DATA TO PROCESS Block Start

impl CacheLayer for MemoryCache {
    fn get(&self, key: &str) -> PipelineResult<Option<CacheEntry>> {
        Ok(self.entries.lock().get(key).cloned())
    }

    fn put(&self, key: &str, entry: &CacheEntry, _elapsed_ms: u32) -> PipelineResult<()> {
        self.entries.lock().insert(key.to_string(), entry.clone());
        Ok(())
    }

    fn remove(&self, key: &str) -> PipelineResult<()> {
        self.entries.lock().remove(key);
        Ok(())
    }
}

/// On-disk tier. One file per key, named `<key>.cache` under `root`,
/// in the bit-exact format from spec §3/§6.
pub struct DiskCache {
    root: PathBuf,
    invalid_cache_behaviour: InvalidCacheBehaviour,
}

impl DiskCache {
    pub fn new(root: impl Into<PathBuf>, invalid_cache_behaviour: InvalidCacheBehaviour) -> Self {
        Self { root: root.into(), invalid_cache_behaviour }
    }

    fn path_for(&self, key: &str) -> PathBuf {
        self.root.join(format!("{key}.cache"))
    }
}

impl CacheLayer for DiskCache {
    fn get(&self, key: &str) -> PipelineResult<Option<CacheEntry>> {
        let path = self.path_for(key);
        let bytes = match fs::read(&path) {
            Ok(b) => b,
            Err(e) if e.kind() == std::io::ErrorKind::NotFound => return Ok(None),
            Err(e) => return Err(PipelineError::Io(e)),
        };

        match parse_cache_file(&bytes) {
            Ok((relative_path, last_modified, _elapsed_ms, content)) => {
                Ok(Some(CacheEntry::new(relative_path, last_modified, content)))
            }
            Err(reason) => {
                log::warn!("invalid cache file at {}: {reason}", path.display());
                if matches!(self.invalid_cache_behaviour, InvalidCacheBehaviour::Delete) {
                    let _ = fs::remove_file(&path);
                }
                Ok(None)
            }
        }
    }

    fn put(&self, key: &str, entry: &CacheEntry, elapsed_ms: u32) -> PipelineResult<()> {
        let path = self.path_for(key);
        if let Some(parent) = path.parent() {
            fs::create_dir_all(parent)?;
        }

        let header = format_header(&entry.relative_path, entry.last_modified, elapsed_ms);
        let mut bytes = Vec::with_capacity(header.len() + 1 + entry.content.len());
        bytes.extend_from_slice(header.as_bytes());
        bytes.push(b'\n');
        bytes.extend_from_slice(entry.content.as_bytes());

        // Write-to-temp-then-rename so a cancelled write never leaves a
        // half-written file visible under the target name (spec §5).
        let tmp_path = path.with_file_name(format!(
            "{}.{}.tmp",
            path.file_name().and_then(|n| n.to_str()).unwrap_or("entry"),
            std::process::id()
        ));
        fs::write(&tmp_path, &bytes)?;
        fs::rename(&tmp_path, &path)?;
        Ok(())
    }

    fn remove(&self, key: &str) -> PipelineResult<()> {
        let path = self.path_for(key);
        match fs::remove_file(&path) {
            Ok(()) => Ok(()),
            Err(e) if e.kind() == std::io::ErrorKind::NotFound => Ok(()),
            Err(e) => Err(PipelineError::Io(e)),
        }
    }
}

fn format_header(relative_path: &str, last_modified: SystemTime, elapsed_ms: u32) -> String {
    let len_field = format!("{:0width$}", relative_path.len(), width = LENGTH_FIELD_WIDTH);
    let elapsed_field = format!("{:0width$}", elapsed_ms.min(ELAPSED_FIELD_CAP), width = ELAPSED_FIELD_WIDTH);
    let datetime: DateTime<Utc> = last_modified.into();
    let date_part = datetime.format("%Y-%m-%d %H:%M:%S").to_string();
    // "fffffff": 100ns ticks, to the width spec's format string calls for.
    let ticks = datetime.timestamp_subsec_nanos() / 100;
    format!("/*{len_field}:{relative_path}:{date_part}.{ticks:07}:{elapsed_field}ms*/")
}

type ParsedHeader = (String, SystemTime, u32, String);
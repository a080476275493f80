//! Core data model shared by every pipeline stage (spec §3).

use std::fmt;
use std::time::SystemTime;

/// Immutable content produced by a loader stage. Successive stages
/// produce new values with transformed `content` and possibly a later
/// `last_modified` (the max across every file that contributed).
#[derive(Clone, Debug, PartialEq, Eq)]
pub struct FileContents {
    pub relative_path: String,
    pub last_modified: SystemTime,
    pub content: String,
}

impl FileContents {
    pub fn new(relative_path: impl Into<String>, last_modified: SystemTime, content: impl Into<String>) -> Self {
        Self {
            relative_path: relative_path.into(),
            last_modified,
            content: content.into(),
        }
    }

    /// Returns a copy with `content` replaced and `last_modified` raised
    /// to the max of the current value and `other_last_modified`. This is
    /// how every stage preserves the "freshness dominance" invariant.
    pub fn with_content(&self, content: impl Into<String>, other_last_modified: SystemTime) -> Self {
        Self {
            relative_path: self.relative_path.clone(),
            last_modified: self.last_modified.max(other_last_modified),
            content: content.into(),
        }
    }

    pub fn with_content_same_time(&self, content: impl Into<String>) -> Self {
        Self {
            relative_path: self.relative_path.clone(),
            last_modified: self.last_modified,
            content: content.into(),
        }
    }
}

/// The same shape as `FileContents`; kept as a distinct name at the
/// cache boundary because spec §3 calls it out as its own record with
/// its own on-disk format (see `cache.rs`).
pub type CacheEntry = FileContents;

/// A synthetic source-mapping selector of the form `#<ident>_<line>`.
#[derive(Clone, Debug, PartialEq, Eq, Hash, PartialOrd, Ord)]
pub struct MarkerId(pub String);

impl MarkerId {
    pub fn new(ident: &str, line_number: usize) -> Self {
        Self(format!("#{ident}_{line_number}"))
    }

    pub fn as_str(&self) -> &str {
        &self.0
    }
}

impl fmt::Display for MarkerId {
    fn fmt(&self, f: &mut fmt::Formatter<'_>) -> fmt::Result {
        f.write_str(&self.0)
    }
}

/// One `@import` declaration found in a file, before resolution.
#[derive(Clone, Debug, PartialEq, Eq)]
pub struct ImportDeclaration {
    pub raw_text: String,
    pub filename: String,
    pub media_condition: Option<String>,
}

/// `identFromFilename` transform from spec §3: take the last path
/// segment, replace anything that isn't a letter/digit/`_`/`-`/`.`
/// with `_`, collapse runs of `_`, and skip leading non-letters. If no
/// letter remains, the caller should treat this as "no identifier".
pub fn ident_from_filename(path: &str) -> Option<String> {
    let last_segment = path.rsplit(['/', '\\']).next().unwrap_or(path);

    let mut replaced = String::with_capacity(last_segment.len());
    for ch in last_segment.chars() {
        if ch.is_ascii_alphanumeric() || ch == '_' || ch == '-' || ch == '.' {
            replaced.push(ch);
        } else {
            replaced.push('_');
        }
    }

    let collapsed = collapse_underscore_runs(&replaced);

    let first_letter_index = collapsed.find(|c: char| c.is_ascii_alphabetic());
    let trimmed = match first_letter_index {
        Some(idx) => &collapsed[idx..],
        None => return None,
    };

    if trimmed.chars().any(|c| c.is_ascii_alphabetic()) {
        Some(trimmed.to_string())
    } else {
        None
    }
}

fn collapse_underscore_runs(s: &str) -> String {
    let mut out = String::with_capacity(s.len());
    let mut prev_was_underscore = false;
    for ch in s.chars() {
        if ch == '_' {
            if !prev_was_underscore {
                out.push(ch);
            }
            prev_was_underscore = true;
        } else {
            out.push(ch);
            prev_was_underscore = false;
        }
    }
    out
}
//! Component C — the import flattener (spec §4.C).

use once_cell::sync::Lazy;
use regex::Regex;

use crate::config::ImportPolicy;
use crate::error::{PipelineError, PipelineResult};
use crate::loader::{normalize_relative_to, Loader};
use crate::model::{FileContents, ImportDeclaration};

/// Matches the five `@import` shapes from spec §4.C. Capture groups:
/// 1/2/3 = `url("X")` / `url('X')` / `url(X)`; 4/5 = bare `"X"`/`'X'`.
/// Group 6 is the optional media condition text before the terminator.
static IMPORT_RE: Lazy<Regex> = Lazy::new(|| {
    Regex::new(
        r#"@import\s+(?:url\(\s*(?:"([^"]*)"|'([^']*)'|([^'")\s]+))\s*\)|"([^"]*)"|'([^']*)')\s*([^;\r\n]*?)\s*(?:;|\r|\n|$)"#,
    )
    .expect("import regex is valid")
});

/// Finds, in file order, every `@import` declaration and the exact
/// byte range of its raw text (including the terminator it consumed).
pub fn find_import_declarations(content: &str) -> Vec<(std::ops::Range<usize>, ImportDeclaration)> {
    let mut out = Vec::new();
    for caps in IMPORT_RE.captures_iter(content) {
        let whole = caps.get(0).unwrap();
        let filename = caps
            .get(1)
            .or_else(|| caps.get(2))
            .or_else(|| caps.get(3))
            .or_else(|| caps.get(4))
            .or_else(|| caps.get(5))
            .map(|m| m.as_str().to_string())
            .unwrap_or_default();
        let media_condition = caps.get(6).and_then(|m| {
            let text = m.as_str().trim();
            if text.is_empty() {
                None
            } else {
                Some(text.to_string())
            }
        });

        out.push((
            whole.start()..whole.end(),
            ImportDeclaration { raw_text: whole.as_str().to_string(), filename, media_condition },
        ));
    }
    out
}

/// Decorator loader implementing component C. Wraps an inner loader
/// that already applies every stage below import-flattening in the
/// ordering from spec §4.L (keyframe scoping is above it, so it is
/// NOT in `inner`; comment stripping and wrapper renaming ARE).
pub struct ImportFlattener<L: Loader> {
    inner: L,
    on_circular_import: ImportPolicy,
    on_unsupported_import: ImportPolicy,
}

impl<L: Loader> ImportFlattener<L> {
    pub fn new(inner: L, on_circular_import: ImportPolicy, on_unsupported_import: ImportPolicy) -> Self {
        Self { inner, on_circular_import, on_unsupported_import }
    }

    fn load_with_chain(&self, path: &str, chain: &[String]) -> PipelineResult<FileContents> {
        let fc = self.inner.load(path)?;
        let mut next_chain = chain.to_vec();
        next_chain.push(path.to_string());

        let declarations = find_import_declarations(&fc.content);
        let mut out = String::with_capacity(fc.content.len());
        let mut last_modified = fc.last_modified;
        let mut cursor = 0usize;

        for (range, decl) in declarations {
            out.push_str(&fc.content[cursor..range.start]);
            cursor = range.end;

            if decl.filename.contains('/') || decl.filename.contains('\\') {
                match self.on_unsupported_import {
                    ImportPolicy::Strict => {
                        return Err(PipelineError::UnsupportedImport { parent: path.to_string(), raw: decl.raw_text });
                    }
                    ImportPolicy::Lenient => {
                        log::warn!("unsupported import `{}` in {} elided (lenient policy)", decl.raw_text, path);
                        continue;
                    }
                }
            }

            let target = normalize_relative_to(path, &decl.filename);

            if next_chain.iter().any(|ancestor| ancestor == &target) {
                match self.on_circular_import {
                    ImportPolicy::Strict => {
                        let mut chain_display = next_chain.clone();
                        chain_display.push(target);
                        return Err(PipelineError::CircularImport { chain: chain_display.join(" -> ") });
                    }
                    ImportPolicy::Lenient => {
                        log::warn!("circular import `{}` in {} elided (lenient policy)", decl.raw_text, path);
                        continue;
                    }
                }
            }

            let child = self.load_with_chain(&target, &next_chain)?;
            last_modified = last_modified.max(child.last_modified);

            let replacement = match &decl.media_condition {
                Some(media) => format!("@media {} {{ {} }}", media, child.content),
                None => child.content,
            };
            out.push_str(&replacement);
        }
        out.push_str(&fc.content[cursor..]);

        Ok(FileContents::new(path, last_modified, out.trim_end().to_string()))
    }
}

impl<L: Loader> Loader for ImportFlattener<L> {
    fn load(&self, relative_path: &str) -> PipelineResult<FileContents> {
        self.load_with_chain(relative_path, &[])
    }
}
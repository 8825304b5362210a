use serde::{Deserialize, Serialize};
use serde_json::Value;

use crate::domain::types::ResourceId;

/// A single mock test with the questions attached to it.
#[derive(Clone, Debug, Serialize, Deserialize, PartialEq)]
pub struct MockTestDetail {
    pub id: ResourceId,
    #[serde(default)]
    pub title: String,
    #[serde(default)]
    pub desc: Option<String>,
    #[serde(default)]
    pub file_path: Option<String>,
    #[serde(default)]
    pub no_of_ques: Option<Value>,
    #[serde(default)]
    pub price: Option<Value>,
    #[serde(default, rename = "mock_test_ques")]
    pub questions: Vec<Question>,
}

/// One question row; option columns vary between imports so they are kept
/// as-is.
#[derive(Clone, Debug, Serialize, Deserialize, PartialEq)]
pub struct Question {
    pub id: ResourceId,
    #[serde(default, alias = "ques")]
    pub question: Option<String>,
    #[serde(flatten)]
    pub extra: serde_json::Map<String, Value>,
}

#[cfg(test)]
mod tests {
    use super::*;
    use serde_json::json;

    #[test]
    fn decodes_detail_with_questions() {
        let detail: MockTestDetail = serde_json::from_value(json!({
            "id": 3,
            "title": "BCS Preliminary",
            "desc": null,
            "mock_test_ques": [
                {"id": 11, "ques": "Capital of Bangladesh?", "option_a": "Dhaka"}
            ]
        }))
        .unwrap();

        assert_eq!(detail.id.as_str(), "3");
        assert_eq!(detail.questions.len(), 1);
        assert_eq!(
            detail.questions[0].question.as_deref(),
            Some("Capital of Bangladesh?")
        );
        assert_eq!(detail.questions[0].extra["option_a"], json!("Dhaka"));
    }
}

DATA TO PROCESS Block End

Which of the lines above hold the string "that"? Copy each one.

/// `last_modified` (the max across every file that contributed).
/// segment, replace anything that isn't a letter/digit/`_`/`-`/`.`
/// that already applies every stage below import-flattening in the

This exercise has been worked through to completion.